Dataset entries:
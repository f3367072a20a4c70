use crate::config::{load_config, load_config_from_env, Config};
use crate::graphql::GraphQlClient;
use crate::pipeline::{create_channel, LogFilters};
use crate::sink::{run_distributor, run_status_reporter, DeliveryStats, Sink, WebhookSink};
use crate::subscription::{StreamSupervisor, SupervisorError, WsConnector};
use std::path::PathBuf;
use std::sync::Arc;
use thiserror::Error;
use tokio::signal;
use tokio_util::sync::CancellationToken;
use tracing::{error, info};

#[derive(Debug, Error)]
pub enum RunError {
    #[error("config error: {0}")]
    Config(#[from] crate::config::ConfigError),

    #[error("API client error: {0}")]
    Api(#[from] crate::graphql::ApiError),

    #[error("sink error: {0}")]
    Sink(#[from] crate::sink::SinkError),

    #[error("stream error: {0}")]
    Supervisor(#[from] SupervisorError),

    #[error("task join error: {0}")]
    Join(#[from] tokio::task::JoinError),
}

pub async fn run(config_path: Option<PathBuf>) -> Result<(), Box<dyn std::error::Error>> {
    let config = match &config_path {
        Some(path) => {
            info!(config_path = %path.display(), "Loading configuration");
            load_config(path)?
        }
        None => {
            info!("No config file found, loading configuration from environment");
            load_config_from_env()?
        }
    };

    run_pipeline(config).await.map_err(|e| e.into())
}

fn build_sinks(config: &Config) -> Result<Vec<Arc<dyn Sink>>, RunError> {
    let mut sinks: Vec<Arc<dyn Sink>> = Vec::new();

    if let Some(webhook) = &config.webhook {
        info!(url = %webhook.url, "Configuring webhook sink");
        sinks.push(Arc::new(WebhookSink::new(
            webhook,
            config.stream.request_timeout,
        )?));
    }

    Ok(sinks)
}

pub async fn run_pipeline(config: Config) -> Result<(), RunError> {
    let target = config.target();
    info!(
        environment_id = %target.environment_id,
        project_id = ?target.project_id,
        services = ?target.services,
        "Configuration loaded"
    );

    let api = Arc::new(GraphQlClient::new(
        &config.railway.api_url,
        &config.railway.api_key,
        config.stream.request_timeout,
    )?);
    let connector = Arc::new(WsConnector::new(
        &config.railway.subscription_url,
        &config.railway.api_key,
    ));
    let sinks = build_sinks(&config)?;

    let (batch_tx, batch_rx) = create_channel(config.stream.channel_capacity);
    let stats = DeliveryStats::new();
    let cancel = CancellationToken::new();

    info!("Starting distributor task");
    let distributor_handle = tokio::spawn(run_distributor(
        batch_rx,
        sinks,
        Arc::clone(&stats),
        cancel.child_token(),
    ));

    let reporter_handle = tokio::spawn(run_status_reporter(
        Arc::clone(&stats),
        config.stream.report_status_every,
        cancel.child_token(),
    ));

    info!("Starting log stream");
    let supervisor = StreamSupervisor::new(
        api,
        connector,
        target,
        LogFilters::from(&config.filters),
    );
    let mut supervisor_handle = tokio::spawn(supervisor.run(batch_tx, cancel.clone()));

    let result = tokio::select! {
        _ = signal::ctrl_c() => {
            info!("Shutdown signal received");
            cancel.cancel();
            supervisor_handle.await?
        }
        result = &mut supervisor_handle => result?,
    };

    if let Err(e) = &result {
        error!(error = %e, "Log stream stopped");
    }

    // Dropping the supervisor's sender lets the distributor drain and exit
    match distributor_handle.await {
        Ok(()) => info!("Distributor task completed"),
        Err(e) => error!(error = %e, "Distributor task join error"),
    }

    cancel.cancel();
    let _ = reporter_handle.await;

    info!("Shutdown complete");

    result.map_err(RunError::from)
}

- _DESCRIPTION OF THE TASK_
Reproduce exactly the entries above, limited to the lines from the one with "load_config(path)?" through the one with "fn build_sinks(config: &Config)", both included.

- _TASK SOLUTION_
            load_config(path)?
        }
        None => {
            info!("No config file found, loading configuration from environment");
            load_config_from_env()?
        }
    };

    run_pipeline(config).await.map_err(|e| e.into())
}

fn build_sinks(config: &Config) -> Result<Vec<Arc<dyn Sink>>, RunError> {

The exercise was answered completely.